• [Task requirements]: Retype the data that follows with no alterations, please.

• [Data to use]:
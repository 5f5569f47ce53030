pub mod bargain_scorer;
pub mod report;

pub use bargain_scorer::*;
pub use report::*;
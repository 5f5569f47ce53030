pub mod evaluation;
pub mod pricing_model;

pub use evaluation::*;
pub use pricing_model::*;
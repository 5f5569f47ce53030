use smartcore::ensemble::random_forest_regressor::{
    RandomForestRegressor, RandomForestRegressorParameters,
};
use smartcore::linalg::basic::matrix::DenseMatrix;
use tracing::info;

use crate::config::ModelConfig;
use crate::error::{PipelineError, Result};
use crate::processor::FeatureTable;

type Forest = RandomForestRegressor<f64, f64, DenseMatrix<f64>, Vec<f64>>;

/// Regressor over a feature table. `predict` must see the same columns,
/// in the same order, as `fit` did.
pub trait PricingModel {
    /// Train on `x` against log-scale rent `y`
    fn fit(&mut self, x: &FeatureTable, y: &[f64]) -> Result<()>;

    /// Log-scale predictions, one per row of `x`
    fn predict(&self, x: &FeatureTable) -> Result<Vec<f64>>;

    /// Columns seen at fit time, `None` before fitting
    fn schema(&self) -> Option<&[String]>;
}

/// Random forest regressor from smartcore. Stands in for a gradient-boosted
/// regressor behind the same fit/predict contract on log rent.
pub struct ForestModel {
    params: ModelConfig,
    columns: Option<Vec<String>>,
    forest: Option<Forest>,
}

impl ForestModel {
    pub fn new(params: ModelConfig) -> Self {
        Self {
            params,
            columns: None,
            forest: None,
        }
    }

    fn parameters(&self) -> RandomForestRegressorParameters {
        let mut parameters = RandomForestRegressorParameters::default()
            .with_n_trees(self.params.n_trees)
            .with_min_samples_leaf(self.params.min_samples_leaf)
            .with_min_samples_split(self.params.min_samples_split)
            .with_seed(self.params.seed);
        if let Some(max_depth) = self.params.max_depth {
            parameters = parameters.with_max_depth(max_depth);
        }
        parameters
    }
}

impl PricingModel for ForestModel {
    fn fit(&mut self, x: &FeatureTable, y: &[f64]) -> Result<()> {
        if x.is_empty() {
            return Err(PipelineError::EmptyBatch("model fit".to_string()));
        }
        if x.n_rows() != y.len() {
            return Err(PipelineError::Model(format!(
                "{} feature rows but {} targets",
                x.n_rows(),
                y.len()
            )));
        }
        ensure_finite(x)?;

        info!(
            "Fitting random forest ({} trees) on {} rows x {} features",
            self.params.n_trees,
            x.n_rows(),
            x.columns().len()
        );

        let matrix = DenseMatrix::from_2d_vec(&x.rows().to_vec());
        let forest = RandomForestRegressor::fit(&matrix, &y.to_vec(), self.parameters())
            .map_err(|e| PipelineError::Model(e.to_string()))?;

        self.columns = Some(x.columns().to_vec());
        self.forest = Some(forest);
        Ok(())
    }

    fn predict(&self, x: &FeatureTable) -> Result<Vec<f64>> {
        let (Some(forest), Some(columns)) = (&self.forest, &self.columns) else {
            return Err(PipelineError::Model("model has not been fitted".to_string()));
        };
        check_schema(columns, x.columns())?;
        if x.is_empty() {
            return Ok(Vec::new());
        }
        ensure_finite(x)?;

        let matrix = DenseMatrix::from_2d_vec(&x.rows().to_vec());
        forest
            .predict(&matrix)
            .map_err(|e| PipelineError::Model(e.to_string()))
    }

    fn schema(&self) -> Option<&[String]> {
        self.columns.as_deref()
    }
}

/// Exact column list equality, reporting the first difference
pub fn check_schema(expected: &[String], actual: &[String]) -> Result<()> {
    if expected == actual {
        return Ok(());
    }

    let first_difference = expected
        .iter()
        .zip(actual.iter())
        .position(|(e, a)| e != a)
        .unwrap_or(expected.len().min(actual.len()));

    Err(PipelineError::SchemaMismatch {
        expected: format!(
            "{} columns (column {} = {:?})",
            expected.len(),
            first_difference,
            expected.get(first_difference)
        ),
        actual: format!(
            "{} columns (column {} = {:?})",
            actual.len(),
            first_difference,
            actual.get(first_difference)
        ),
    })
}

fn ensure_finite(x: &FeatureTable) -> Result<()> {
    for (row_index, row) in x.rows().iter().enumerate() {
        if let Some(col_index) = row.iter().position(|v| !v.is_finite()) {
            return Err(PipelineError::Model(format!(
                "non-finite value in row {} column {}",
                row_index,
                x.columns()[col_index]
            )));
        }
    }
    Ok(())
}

• [Task result]:
repository 5f5569f47ce53030
pub mod bargain_scorer;
pub mod report;

pub use bargain_scorer::*;
pub use report::*;
repository 5f5569f47ce53030
pub mod evaluation;
pub mod pricing_model;

pub use evaluation::*;
pub use pricing_model::*;
repository 5f5569f47ce53030
use smartcore::ensemble::random_forest_regressor::{
    RandomForestRegressor, RandomForestRegressorParameters,
};
use smartcore::linalg::basic::matrix::DenseMatrix;
use tracing::info;

use crate::config::ModelConfig;
use crate::error::{PipelineError, Result};
use crate::processor::FeatureTable;

type Forest = RandomForestRegressor<f64, f64, DenseMatrix<f64>, Vec<f64>>;

/// Regressor over a feature table. `predict` must see the same columns,
/// in the same order, as `fit` did.
pub trait PricingModel {
    /// Train on `x` against log-scale rent `y`
    fn fit(&mut self, x: &FeatureTable, y: &[f64]) -> Result<()>;

    /// Log-scale predictions, one per row of `x`
    fn predict(&self, x: &FeatureTable) -> Result<Vec<f64>>;

    /// Columns seen at fit time, `None` before fitting
    fn schema(&self) -> Option<&[String]>;
}

/// Random forest regressor from smartcore. Stands in for a gradient-boosted
/// regressor behind the same fit/predict contract on log rent.
pub struct ForestModel {
    params: ModelConfig,
    columns: Option<Vec<String>>,
    forest: Option<Forest>,
}

impl ForestModel {
    pub fn new(params: ModelConfig) -> Self {
        Self {
            params,
            columns: None,
            forest: None,
        }
    }

    fn parameters(&self) -> RandomForestRegressorParameters {
        let mut parameters = RandomForestRegressorParameters::default()
            .with_n_trees(self.params.n_trees)
            .with_min_samples_leaf(self.params.min_samples_leaf)
            .with_min_samples_split(self.params.min_samples_split)
            .with_seed(self.params.seed);
        if let Some(max_depth) = self.params.max_depth {
            parameters = parameters.with_max_depth(max_depth);
        }
        parameters
    }
}

impl PricingModel for ForestModel {
    fn fit(&mut self, x: &FeatureTable, y: &[f64]) -> Result<()> {
        if x.is_empty() {
            return Err(PipelineError::EmptyBatch("model fit".to_string()));
        }
        if x.n_rows() != y.len() {
            return Err(PipelineError::Model(format!(
                "{} feature rows but {} targets",
                x.n_rows(),
                y.len()
            )));
        }
        ensure_finite(x)?;

        info!(
            "Fitting random forest ({} trees) on {} rows x {} features",
            self.params.n_trees,
            x.n_rows(),
            x.columns().len()
        );

        let matrix = DenseMatrix::from_2d_vec(&x.rows().to_vec());
        let forest = RandomForestRegressor::fit(&matrix, &y.to_vec(), self.parameters())
            .map_err(|e| PipelineError::Model(e.to_string()))?;

        self.columns = Some(x.columns().to_vec());
        self.forest = Some(forest);
        Ok(())
    }

    fn predict(&self, x: &FeatureTable) -> Result<Vec<f64>> {
        let (Some(forest), Some(columns)) = (&self.forest, &self.columns) else {
            return Err(PipelineError::Model("model has not been fitted".to_string()));
        };
        check_schema(columns, x.columns())?;
        if x.is_empty() {
            return Ok(Vec::new());
        }
        ensure_finite(x)?;

        let matrix = DenseMatrix::from_2d_vec(&x.rows().to_vec());
        forest
            .predict(&matrix)
            .map_err(|e| PipelineError::Model(e.to_string()))
    }

    fn schema(&self) -> Option<&[String]> {
        self.columns.as_deref()
    }
}

/// Exact column list equality, reporting the first difference
pub fn check_schema(expected: &[String], actual: &[String]) -> Result<()> {
    if expected == actual {
        return Ok(());
    }

    let first_difference = expected
        .iter()
        .zip(actual.iter())
        .position(|(e, a)| e != a)
        .unwrap_or(expected.len().min(actual.len()));

    Err(PipelineError::SchemaMismatch {
        expected: format!(
            "{} columns (column {} = {:?})",
            expected.len(),
            first_difference,
            expected.get(first_difference)
        ),
        actual: format!(
            "{} columns (column {} = {:?})",
            actual.len(),
            first_difference,
            actual.get(first_difference)
        ),
    })
}

fn ensure_finite(x: &FeatureTable) -> Result<()> {
    for (row_index, row) in x.rows().iter().enumerate() {
        if let Some(col_index) = row.iter().position(|v| !v.is_finite()) {
            return Err(PipelineError::Model(format!(
                "non-finite value in row {} column {}",
                row_index,
                x.columns()[col_index]
            )));
        }
    }
    Ok(())
}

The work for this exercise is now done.